No Corpus Delicti. State's witness, Sheriff Thomas O'Brien, took the stand. He testified that Dr. Sander, after being confronted with his notation, had told him that Abbie Borroto's anguished husband, Reginald, had pleaded with the doctor to "do something to eliminate his wife's pain, even, if necessary, to eliminate her life." That "Borroto was smoking and drinking coffee all night--he went home and started drinking--he had a bad heart." That Sander "in a weak moment decided to do it."

Josephine Connor, librarian in Hillsborough County General Hospital where Mrs. Borroto died, testified that she had waited almost two weeks before finally reporting Dr. Sander's final notation in the case because "it kind of slipped my mind." She recalled that the county medical referee had asked Dr. Sander if he didn't realize he had broken the law. Said Miss Connor: Dr. Sander replied that he did but that he had broken the law before, "he had been through stop signs and nothing ever came of it." This was more serious, the medical referee told him, this was murder. Miss Connor recalled: Dr. Sander said that then the law should be changed.

It was apparent from dignified, white-haired Lawyer Louis Wyman's opening statement and later questioning that the defense was going to depend heavily on the medical aspect of the case: that another doctor, Albert Snay, who had examined Abbie Borroto before Dr. Sander saw her that morning, could not feel her pulse; that she might already have been dead when Dr. Sander gave her the injections of air; that the prosecution could not produce a corpus delicti, i.e., proof of death by a criminal act.

This week that aspect got some buttressing. Nurse Elizabeth Rose, who had fetched Dr. Sander the syringe, testified that she had also been with Dr. Snay. A state's witness, she admitted on cross-examination that she had made the statement: "I am certain that Mrs. Borroto was dead before Dr. Sander entered her room. She had death pallor. She was not breathing ... I would say that Mrs. Borroto was dead when Dr. Snay saw her. Dr. Sander did not kill her because she was dead when this injection was made."

"Thou Shalt Not Kill." But that kind of argument was not material to the real case of Dr. Sander. Had he done a good deed or committed a great sin? The state's answer was that Dr. Sander had committed a sin against society, tearing apart some of its moral and legal fabric; that fabric had to be repaired, no matter what the defendant's own interpretation of what was right and what was wrong.
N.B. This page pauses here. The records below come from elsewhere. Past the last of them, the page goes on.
//! Test stores: in-memory `OutboxStore`, `AuctionRepository` and
//! `DerivedStore` implementations for tests.

use std::collections::HashMap;
use std::sync::Mutex;
use std::sync::atomic::{AtomicBool, Ordering};

use async_trait::async_trait;
use chrono::{DateTime, Utc};
use gavel_core::auction::{AuctionRecord, AuctionRepository};
use gavel_core::derived::{DerivedRecord, DerivedStore, FieldPatch, PatchOutcome};
use gavel_core::error::DomainError;
use gavel_core::event::DomainEvent;
use gavel_core::outbox::{OutboxEntry, OutboxStore, StateChange};
use gavel_core::search::{SearchPage, SearchQuery};
use uuid::Uuid;

fn unavailable() -> DomainError {
    DomainError::Infrastructure("connection refused".into())
}

#[derive(Debug, Default)]
struct AuctionState {
    auctions: HashMap<Uuid, AuctionRecord>,
    outbox: Vec<OutboxEntry>,
    last_sequence: i64,
}

/// An auction store that keeps auctions and their outbox in one map guarded
/// by one lock, so a mutation and its entry commit together or not at all.
#[derive(Debug, Default)]
pub struct InMemoryAuctionStore {
    state: Mutex<AuctionState>,
    unavailable: AtomicBool,
}

impl InMemoryAuctionStore {
    /// Create an empty store.
    #[must_use]
    pub fn new() -> Self {
        Self::default()
    }

    /// Create a store already holding `auctions`, with an empty outbox.
    ///
    /// # Panics
    ///
    /// Panics if the internal mutex is poisoned.
    #[must_use]
    pub fn with_auctions(auctions: Vec<AuctionRecord>) -> Self {
        let store = Self::default();
        store
            .state
            .lock()
            .unwrap()
            .auctions
            .extend(auctions.into_iter().map(|a| (a.id, a)));
        store
    }

    /// Makes every subsequent call fail as if the database were down.
    pub fn set_unavailable(&self, unavailable: bool) {
        self.unavailable.store(unavailable, Ordering::SeqCst);
    }

    /// Returns a snapshot of every outbox entry, sent or not.
    ///
    /// # Panics
    ///
    /// Panics if the internal mutex is poisoned.
    pub fn outbox(&self) -> Vec<OutboxEntry> {
        self.state.lock().unwrap().outbox.clone()
    }

    /// Returns a snapshot of one stored auction.
    ///
    /// # Panics
    ///
    /// Panics if the internal mutex is poisoned.
    pub fn auction(&self, id: Uuid) -> Option<AuctionRecord> {
        self.state.lock().unwrap().auctions.get(&id).cloned()
    }

    /// Number of stored auctions.
    ///
    /// # Panics
    ///
    /// Panics if the internal mutex is poisoned.
    pub fn auction_count(&self) -> usize {
        self.state.lock().unwrap().auctions.len()
    }

    fn check_available(&self) -> Result<(), DomainError> {
        if self.unavailable.load(Ordering::SeqCst) {
            Err(unavailable())
        } else {
            Ok(())
        }
    }
}

#[async_trait]
impl OutboxStore for InMemoryAuctionStore {
    async fn record_mutation(
        &self,
        change: StateChange,
        event: DomainEvent,
        at: DateTime<Utc>,
    ) -> Result<OutboxEntry, DomainError> {
        self.check_available()?;
        let mut state = self.state.lock().unwrap();

        let id = change.entity_id();
        let exists = state.auctions.contains_key(&id);
        match (&change, exists) {
            (StateChange::Insert(_), true) => {
                return Err(DomainError::TransactionAborted(format!(
                    "auction {id} already exists"
                )));
            }
            (StateChange::Update { .. } | StateChange::Delete(_), false) => {
                return Err(DomainError::TransactionAborted(format!(
                    "auction {id} does not exist"
                )));
            }
            _ => {}
        }
        if let StateChange::Update {
            expected_updated_at,
            ..
        } = &change
        {
            if state.auctions.get(&id).map(|a| a.updated_at) != Some(*expected_updated_at) {
                return Err(DomainError::TransactionAborted(format!(
                    "auction {id} was changed concurrently"
                )));
            }
        }

        match change {
            StateChange::Insert(record) | StateChange::Update { record, .. } => {
                state.auctions.insert(record.id, record);
            }
            StateChange::Delete(id) => {
                state.auctions.remove(&id);
            }
        }

        state.last_sequence += 1;
        let entry = OutboxEntry {
            entry_id: Uuid::new_v4(),
            sequence: state.last_sequence,
            event,
            pending: true,
            created_at: at,
            sent_at: None,
        };
        state.outbox.push(entry.clone());
        Ok(entry)
    }

    async fn pending_entries(&self, limit: i64) -> Result<Vec<OutboxEntry>, DomainError> {
        self.check_available()?;
        let limit = usize::try_from(limit).unwrap_or(0);
        Ok(self
            .state
            .lock()
            .unwrap()
            .outbox
            .iter()
            .filter(|e| e.pending)
            .take(limit)
            .cloned()
            .collect())
    }

    async fn mark_sent(&self, sequence: i64, at: DateTime<Utc>) -> Result<(), DomainError> {
        self.check_available()?;
        let mut state = self.state.lock().unwrap();
        if let Some(entry) = state.outbox.iter_mut().find(|e| e.sequence == sequence) {
            entry.pending = false;
            entry.sent_at.get_or_insert(at);
        }
        Ok(())
    }
}

#[async_trait]
impl AuctionRepository for InMemoryAuctionStore {
    async fn find(&self, id: Uuid) -> Result<Option<AuctionRecord>, DomainError> {
        self.check_available()?;
        Ok(self.auction(id))
    }

    async fn updated_since(
        &self,
        since: Option<DateTime<Utc>>,
    ) -> Result<Vec<AuctionRecord>, DomainError> {
        self.check_available()?;
        let mut records: Vec<AuctionRecord> = self
            .state
            .lock()
            .unwrap()
            .auctions
            .values()
            .filter(|a| since.is_none_or(|s| a.updated_at > s))
            .cloned()
            .collect();
        records.sort_by(|a, b| a.make.cmp(&b.make).then(a.id.cmp(&b.id)));
        Ok(records)
    }
}

/// A derived store backed by a map. Searches run the query in memory.
#[derive(Debug, Default)]
pub struct InMemorySearchStore {
    records: Mutex<HashMap<Uuid, DerivedRecord>>,
    unavailable: AtomicBool,
}

impl InMemorySearchStore {
    /// Create an empty store.
    #[must_use]
    pub fn new() -> Self {
        Self::default()
    }

    /// Create a store already holding `records`.
    ///
    /// # Panics
    ///
    /// Panics if the internal mutex is poisoned.
    #[must_use]
    pub fn with_records(records: Vec<DerivedRecord>) -> Self {
        let store = Self::default();
        store
            .records
            .lock()
            .unwrap()
            .extend(records.into_iter().map(|r| (r.id, r)));
        store
    }

    /// Makes every subsequent call fail as if the database were down.
    pub fn set_unavailable(&self, unavailable: bool) {
        self.unavailable.store(unavailable, Ordering::SeqCst);
    }

    /// Returns a snapshot of one record.
    ///
    /// # Panics
    ///
    /// Panics if the internal mutex is poisoned.
    pub fn get(&self, id: Uuid) -> Option<DerivedRecord> {
        self.records.lock().unwrap().get(&id).cloned()
    }

    /// Number of stored records.
    ///
    /// # Panics
    ///
    /// Panics if the internal mutex is poisoned.
    pub fn len(&self) -> usize {
        self.records.lock().unwrap().len()
    }

    /// Whether the store holds no records.
    pub fn is_empty(&self) -> bool {
        self.len() == 0
    }

    fn check_available(&self) -> Result<(), DomainError> {
        if self.unavailable.load(Ordering::SeqCst) {
            Err(unavailable())
        } else {
            Ok(())
        }
    }
}

#[async_trait]
impl DerivedStore for InMemorySearchStore {
    async fn find(&self, id: Uuid) -> Result<Option<DerivedRecord>, DomainError> {
        self.check_available()?;
        Ok(self.get(id))
    }

    async fn insert_if_absent(&self, record: &DerivedRecord) -> Result<bool, DomainError> {
        self.check_available()?;
        let mut records = self.records.lock().unwrap();
        if records.contains_key(&record.id) {
            return Ok(false);
        }
        records.insert(record.id, record.clone());
        Ok(true)
    }

    async fn apply_patch(
        &self,
        id: Uuid,
        patch: &FieldPatch,
    ) -> Result<PatchOutcome, DomainError> {
        self.check_available()?;
        let mut records = self.records.lock().unwrap();
        Ok(match records.get_mut(&id) {
            None => PatchOutcome::Missing,
            Some(record) => {
                if patch.merge_into(record) {
                    PatchOutcome::Applied
                } else {
                    PatchOutcome::Stale
                }
            }
        })
    }

    async fn remove(&self, id: Uuid) -> Result<bool, DomainError> {
        self.check_available()?;
        Ok(self.records.lock().unwrap().remove(&id).is_some())
    }

    async fn watermark(&self) -> Result<Option<DateTime<Utc>>, DomainError> {
        self.check_available()?;
        Ok(self
            .records
            .lock()
            .unwrap()
            .values()
            .map(|r| r.updated_at)
            .max())
    }

    async fn upsert_all(&self, batch: &[DerivedRecord]) -> Result<usize, DomainError> {
        self.check_available()?;
        let mut records = self.records.lock().unwrap();
        for record in batch {
            records.insert(record.id, record.clone());
        }
        Ok(batch.len())
    }

    async fn search(
        &self,
        query: &SearchQuery,
        now: DateTime<Utc>,
    ) -> Result<SearchPage, DomainError> {
        self.check_available()?;
        let records: Vec<DerivedRecord> = self.records.lock().unwrap().values().cloned().collect();
        Ok(query.run(records, now))
    }
}

/// A derived store that always returns an infrastructure error. Useful for
/// testing error-handling paths.
#[derive(Debug)]
pub struct FailingSearchStore;

#[async_trait]
impl DerivedStore for FailingSearchStore {
    async fn find(&self, _id: Uuid) -> Result<Option<DerivedRecord>, DomainError> {
        Err(unavailable())
    }

    async fn insert_if_absent(&self, _record: &DerivedRecord) -> Result<bool, DomainError> {
        Err(unavailable())
    }

    async fn apply_patch(
        &self,
        _id: Uuid,
        _patch: &FieldPatch,
    ) -> Result<PatchOutcome, DomainError> {
        Err(unavailable())
    }

    async fn remove(&self, _id: Uuid) -> Result<bool, DomainError> {
        Err(unavailable())
    }

    async fn watermark(&self) -> Result<Option<DateTime<Utc>>, DomainError> {
        Err(unavailable())
    }

    async fn upsert_all(&self, _records: &[DerivedRecord]) -> Result<usize, DomainError> {
        Err(unavailable())
    }

    async fn search(
        &self,
        _query: &SearchQuery,
        _now: DateTime<Utc>,
    ) -> Result<SearchPage, DomainError> {
        Err(unavailable())
    }
}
Outside the courtroom, in pulpits and in newspapers, the greater issue was joined. Euthanasiasts, who rushed to Dr. Sander's support, revolted at the notion that life should not be snuffed out when it became an "unbearable" burden to the sufferer, to his relatives, to society. They argued that it was an act of charity to "give release" to the tortured and incurable, to the monstrously imbecilic.
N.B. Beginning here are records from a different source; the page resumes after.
//! `PostgreSQL` implementation of `OutboxStore` and `AuctionRepository`.

use async_trait::async_trait;
use chrono::{DateTime, Utc};
use sqlx::{PgPool, Postgres, Transaction};
use tracing::debug;
use uuid::Uuid;

use gavel_core::auction::{AuctionRecord, AuctionRepository};
use gavel_core::error::DomainError;
use gavel_core::event::DomainEvent;
use gavel_core::outbox::{OutboxEntry, OutboxStore, StateChange};

#[derive(Debug, sqlx::FromRow)]
struct AuctionRow {
    id: Uuid,
    make: String,
    model: String,
    color: String,
    mileage: i32,
    year: i32,
    seller: String,
    winner: Option<String>,
    auction_end: DateTime<Utc>,
    created_at: DateTime<Utc>,
    updated_at: DateTime<Utc>,
}

impl From<AuctionRow> for AuctionRecord {
    fn from(row: AuctionRow) -> Self {
        Self {
            id: row.id,
            make: row.make,
            model: row.model,
            color: row.color,
            mileage: row.mileage,
            year: row.year,
            seller: row.seller,
            winner: row.winner,
            auction_end: row.auction_end,
            created_at: row.created_at,
            updated_at: row.updated_at,
        }
    }
}

#[derive(Debug, sqlx::FromRow)]
struct OutboxRow {
    sequence: i64,
    entry_id: Uuid,
    payload: serde_json::Value,
    pending: bool,
    created_at: DateTime<Utc>,
    sent_at: Option<DateTime<Utc>>,
}

impl TryFrom<OutboxRow> for OutboxEntry {
    type Error = DomainError;

    fn try_from(row: OutboxRow) -> Result<Self, Self::Error> {
        let event: DomainEvent = serde_json::from_value(row.payload).map_err(|e| {
            DomainError::Infrastructure(format!(
                "outbox entry {} payload undecodable: {e}",
                row.sequence
            ))
        })?;
        Ok(Self {
            entry_id: row.entry_id,
            sequence: row.sequence,
            event,
            pending: row.pending,
            created_at: row.created_at,
            sent_at: row.sent_at,
        })
    }
}

const AUCTION_COLUMNS: &str = "id, make, model, color, mileage, year, seller, winner, \
                               auction_end, created_at, updated_at";

fn infrastructure(err: sqlx::Error) -> DomainError {
    DomainError::Infrastructure(err.to_string())
}

/// Maps a failed write inside the mutation transaction. Constraint
/// violations abort the transaction; anything else is infrastructure.
fn write_failed(err: sqlx::Error) -> DomainError {
    match err.as_database_error() {
        Some(db) if db.is_unique_violation() || db.is_foreign_key_violation() => {
            DomainError::TransactionAborted(db.message().to_owned())
        }
        _ => infrastructure(err),
    }
}

/// PostgreSQL-backed auction store. Auctions and their outbox live in the
/// same database.
#[derive(Debug, Clone)]
pub struct PgAuctionStore {
    pool: PgPool,
}

impl PgAuctionStore {
    /// Creates a new `PgAuctionStore`.
    #[must_use]
    pub fn new(pool: PgPool) -> Self {
        Self { pool }
    }

    async fn apply_change(
        tx: &mut Transaction<'_, Postgres>,
        change: &StateChange,
    ) -> Result<(), DomainError> {
        let affected = match change {
            StateChange::Insert(record) => sqlx::query(
                "INSERT INTO auctions (id, make, model, color, mileage, year, seller, winner, \
                 auction_end, created_at, updated_at) \
                 VALUES ($1, $2, $3, $4, $5, $6, $7, $8, $9, $10, $11)",
            )
            .bind(record.id)
            .bind(&record.make)
            .bind(&record.model)
            .bind(&record.color)
            .bind(record.mileage)
            .bind(record.year)
            .bind(&record.seller)
            .bind(&record.winner)
            .bind(record.auction_end)
            .bind(record.created_at)
            .bind(record.updated_at)
            .execute(&mut **tx)
            .await
            .map_err(write_failed)?
            .rows_affected(),
            StateChange::Update {
                record,
                expected_updated_at,
            } => sqlx::query(
                "UPDATE auctions SET make = $2, model = $3, color = $4, mileage = $5, \
                 year = $6, seller = $7, winner = $8, auction_end = $9, updated_at = $10 \
                 WHERE id = $1 AND updated_at = $11",
            )
            .bind(record.id)
            .bind(&record.make)
            .bind(&record.model)
            .bind(&record.color)
            .bind(record.mileage)
            .bind(record.year)
            .bind(&record.seller)
            .bind(&record.winner)
            .bind(record.auction_end)
            .bind(record.updated_at)
            .bind(expected_updated_at)
            .execute(&mut **tx)
            .await
            .map_err(write_failed)?
            .rows_affected(),
            StateChange::Delete(id) => sqlx::query("DELETE FROM auctions WHERE id = $1")
                .bind(id)
                .execute(&mut **tx)
                .await
                .map_err(write_failed)?
                .rows_affected(),
        };

        if affected == 0 {
            let reason = match change {
                StateChange::Update { .. } => "does not exist or was changed concurrently",
                _ => "does not exist",
            };
            return Err(DomainError::TransactionAborted(format!(
                "auction {} {reason}",
                change.entity_id()
            )));
        }
        Ok(())
    }
}

#[async_trait]
impl OutboxStore for PgAuctionStore {
    async fn record_mutation(
        &self,
        change: StateChange,
        event: DomainEvent,
        at: DateTime<Utc>,
    ) -> Result<OutboxEntry, DomainError> {
        let payload = serde_json::to_value(&event)
            .map_err(|e| DomainError::Infrastructure(format!("event not encodable: {e}")))?;
        let entry_id = Uuid::now_v7();

        let mut tx = self.pool.begin().await.map_err(infrastructure)?;
        // Dropping `tx` on an early return rolls back the mutation.
        Self::apply_change(&mut tx, &change).await?;

        let sequence: i64 = sqlx::query_scalar(
            "INSERT INTO outbox_entries (entry_id, entity_id, kind, payload, created_at) \
             VALUES ($1, $2, $3, $4, $5) RETURNING sequence",
        )
        .bind(entry_id)
        .bind(event.entity_id())
        .bind(event.kind().as_str())
        .bind(&payload)
        .bind(at)
        .fetch_one(&mut *tx)
        .await
        .map_err(write_failed)?;

        tx.commit().await.map_err(infrastructure)?;
        debug!(sequence, entity_id = %event.entity_id(), kind = %event.kind(), "mutation committed");

        Ok(OutboxEntry {
            entry_id,
            sequence,
            event,
            pending: true,
            created_at: at,
            sent_at: None,
        })
    }

    async fn pending_entries(&self, limit: i64) -> Result<Vec<OutboxEntry>, DomainError> {
        let rows: Vec<OutboxRow> = sqlx::query_as(
            "SELECT sequence, entry_id, payload, pending, created_at, sent_at \
             FROM outbox_entries WHERE pending ORDER BY sequence LIMIT $1",
        )
        .bind(limit.max(0))
        .fetch_all(&self.pool)
        .await
        .map_err(infrastructure)?;

        rows.into_iter().map(OutboxEntry::try_from).collect()
    }

    async fn mark_sent(&self, sequence: i64, at: DateTime<Utc>) -> Result<(), DomainError> {
        sqlx::query(
            "UPDATE outbox_entries SET pending = FALSE, sent_at = COALESCE(sent_at, $2) \
             WHERE sequence = $1",
        )
        .bind(sequence)
        .bind(at)
        .execute(&self.pool)
        .await
        .map_err(infrastructure)?;
        Ok(())
    }
}

#[async_trait]
impl AuctionRepository for PgAuctionStore {
    async fn find(&self, id: Uuid) -> Result<Option<AuctionRecord>, DomainError> {
        let row: Option<AuctionRow> =
            sqlx::query_as(&format!("SELECT {AUCTION_COLUMNS} FROM auctions WHERE id = $1"))
                .bind(id)
                .fetch_optional(&self.pool)
                .await
                .map_err(infrastructure)?;
        Ok(row.map(AuctionRecord::from))
    }

    async fn updated_since(
        &self,
        since: Option<DateTime<Utc>>,
    ) -> Result<Vec<AuctionRecord>, DomainError> {
        let rows: Vec<AuctionRow> = sqlx::query_as(&format!(
            "SELECT {AUCTION_COLUMNS} FROM auctions \
             WHERE $1::timestamptz IS NULL OR updated_at > $1 \
             ORDER BY make COLLATE \"C\", id"
        ))
        .bind(since)
        .fetch_all(&self.pool)
        .await
        .map_err(infrastructure)?;
        Ok(rows.into_iter().map(AuctionRecord::from).collect())
    }
}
Men who hold the notion that there is no permanence in the moral order, that the basic rules of moral conduct can and should be changed when circumstances seem to dictate change, added their voices. Dr. Sander's own pastor, Congregationalist C. Leslie Curtice, whose mother had also died of cancer, declared from his pulpit : "Our reverence for the inviolable dignity of human personality demands that we permit people to die an honorable and dignified death under conditions that would be deemed proper."
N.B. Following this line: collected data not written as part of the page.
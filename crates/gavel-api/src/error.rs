//! Gavel: API error types.

use axum::Json;
use axum::http::StatusCode;
use axum::response::{IntoResponse, Response};
use gavel_core::config::ConfigError;
use gavel_core::error::DomainError;
use serde::Serialize;
use thiserror::Error;

/// Startup and runtime errors for the service binaries.
#[derive(Debug, Error)]
pub enum AppError {
    /// A required environment variable is missing or invalid.
    #[error("configuration error: {0}")]
    Config(String),

    /// Database connection or pool error.
    #[error("database error: {0}")]
    Database(#[from] sqlx::Error),

    /// Schema migration failed.
    #[error("migration error: {0}")]
    Migrate(#[from] sqlx::migrate::MigrateError),

    /// Network binding or I/O error.
    #[error("server error: {0}")]
    Server(#[from] std::io::Error),

    /// Tracing or exporter setup failed.
    #[error("telemetry error: {0}")]
    Telemetry(String),
}

impl From<ConfigError> for AppError {
    fn from(err: ConfigError) -> Self {
        Self::Config(err.to_string())
    }
}

/// JSON body returned for error responses.
#[derive(Debug, Serialize)]
pub struct ErrorBody {
    /// Machine-readable error code.
    pub error: &'static str,
    /// Human-readable error message.
    pub message: String,
}

/// HTTP-layer wrapper around `DomainError` that implements `IntoResponse`.
#[derive(Debug)]
pub struct ApiError(pub DomainError);

impl From<DomainError> for ApiError {
    fn from(err: DomainError) -> Self {
        Self(err)
    }
}

impl IntoResponse for ApiError {
    fn into_response(self) -> Response {
        let (status, error_code) = match &self.0 {
            DomainError::NotFound(_) => (StatusCode::NOT_FOUND, "auction_not_found"),
            DomainError::Validation(_) => (StatusCode::BAD_REQUEST, "validation_error"),
            DomainError::TransactionAborted(_) => (StatusCode::CONFLICT, "transaction_aborted"),
            DomainError::Infrastructure(_) => {
                (StatusCode::INTERNAL_SERVER_ERROR, "infrastructure_error")
            }
        };

        if status.is_server_error() {
            tracing::error!(error = %self.0, "request failed");
        }

        let body = ErrorBody {
            error: error_code,
            message: self.0.to_string(),
        };

        (status, Json(body)).into_response()
    }
}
But who was to judge the "proper" conditions for killing a human being--physician, the state, the bereaved relatives? And where would they get the right to end his life?

Against legalized euthanasia, other voices had long been raised. A year ago, the liberal Catholic Commonweal argued: "We do not believe God wills the prolongation of pain because we do not believe He willed its incipience. We ... do believe He wills the prolongation of life, so long as He lends it"--which was to say that human laws and man's best intentions were valid only as they enforced or supplemented natural law, and the natural law was: "Thou shalt not kill."

It was this question which fixed the eyes of the Christian world on the Manchester courtroom.